■ **THE TASK**
All lines containing the string "Duration" must be copied from the entries.
--------------------
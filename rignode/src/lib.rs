use std::future::Future;
use std::sync::{Arc, RwLock};
use std::time::Duration;

use axum::extract::Request;
use axum::Router;
use tokio::net::TcpListener;
use tower_http::cors::CorsLayer;
use tower_http::trace::TraceLayer;
use tracing::{error, info, info_span};

use crate::config::Config;
use crate::coordinator::SessionLog;
use crate::machine::RecordingMachine;
use crate::offload::OffloadClient;
use crate::registry::PeerRegistry;
use crate::sync::SyncMonitor;

pub mod config;
mod coordinator;
mod driver;
mod error;
mod machine;
mod offload;
mod registry;
mod result;
mod route;
mod storage;
mod sync;
mod system;
mod tick;

#[derive(Clone)]
pub struct AppState {
    pub config: Config,
    machine: Arc<RecordingMachine>,
    sync: Arc<SyncMonitor>,
    registry: Arc<PeerRegistry>,
    offload: OffloadClient,
    sessions: Arc<RwLock<SessionLog>>,
    /// Fan-out client; per-request deadlines are set at the call sites.
    client: reqwest::Client,
    /// Short-deadline client for the registry probe loop.
    probe_client: reqwest::Client,
}

pub async fn serve<F>(cfg: Config, listener: TcpListener, signal: F)
where
    F: Future<Output = ()> + Send + 'static,
{
    info!(
        node_id = cfg.node.id,
        "node listening on {}",
        listener.local_addr().unwrap()
    );

    std::fs::create_dir_all(&cfg.storage.recordings_root).expect("create recordings root");
    let driver = driver::from_config(&cfg.driver).expect("camera driver");
    let sync = Arc::new(SyncMonitor::new(cfg.sync.clone(), &cfg.node));
    let machine = Arc::new(RecordingMachine::new(cfg.clone(), driver, sync.clone()));
    let registry = Arc::new(PeerRegistry::new(&cfg));
    let (offload, offload_rx) = OffloadClient::new(cfg.offload.clone(), cfg.storage.clone());

    let probe_client = reqwest::Client::builder()
        .connect_timeout(Duration::from_millis(500))
        .timeout(Duration::from_millis(cfg.cluster.status_timeout_ms))
        .build()
        .unwrap();

    let state = AppState {
        config: cfg.clone(),
        machine: machine.clone(),
        sync: sync.clone(),
        registry,
        offload: offload.clone(),
        sessions: Arc::new(RwLock::new(SessionLog::default())),
        client: reqwest::Client::new(),
        probe_client,
    };

    tokio::spawn(sync.run());
    tokio::spawn(tick::probe_peers(state.clone()));
    if cfg.discovery.enabled {
        tokio::spawn(tick::discovery_announce(state.clone()));
        tokio::spawn(tick::discovery_listen(state.clone()));
    }
    tokio::spawn(offload.worker(offload_rx));

    let app = Router::new()
        .merge(route::node::route())
        .merge(route::sync::route())
        .merge(route::coordinator::route())
        .with_state(state)
        .layer(if cfg.http.cors {
            CorsLayer::permissive()
        } else {
            CorsLayer::new()
        })
        .layer(
            TraceLayer::new_for_http().make_span_with(|request: &Request<_>| {
                info_span!(
                    "http_request",
                    uri = ?request.uri(),
                    method = ?request.method(),
                )
            }),
        );

    axum::serve(listener, app)
        .with_graceful_shutdown(signal)
        .await
        .unwrap_or_else(|e| error!("application error: {e}"));

    // finalize an in-flight recording before the process goes away
    machine.shutdown().await;
}
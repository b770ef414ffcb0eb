use axum::extract::{Path, State};
use axum::routing::{get, post};
use axum::{Json, Router};

use api::response::{IngestHealth, SessionDetail, SessionListEntry};

use crate::result::Result;
use crate::AppState;

pub fn route() -> Router<AppState> {
    Router::new()
        .route(api::path::HEALTH, get(health))
        .route(api::path::SESSIONS, get(list))
        .route("/sessions/:session_id", get(detail))
        .route("/sessions/:session_id/manifest", post(manifest))
}

async fn health(State(state): State<AppState>) -> Json<IngestHealth> {
    Json(state.store.health().await)
}

async fn list(State(state): State<AppState>) -> Json<Vec<SessionListEntry>> {
    Json(state.store.list_sessions().await)
}

async fn detail(
    State(state): State<AppState>,
    Path(session_id): Path<String>,
) -> Result<Json<SessionDetail>> {
    Ok(Json(state.store.session_detail(&session_id).await?))
}

async fn manifest(
    State(state): State<AppState>,
    Path(session_id): Path<String>,
    Json(value): Json<serde_json::Value>,
) -> Result<Json<serde_json::Value>> {
    state.store.put_manifest(&session_id, value).await?;
    Ok(Json(serde_json::json!({ "ok": true })))
}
--------------------
■ **OUTPUT OF THE EXERCISE**
use std::time::Duration;
        .connect_timeout(Duration::from_millis(500))
        .timeout(Duration::from_millis(cfg.cluster.status_timeout_ms))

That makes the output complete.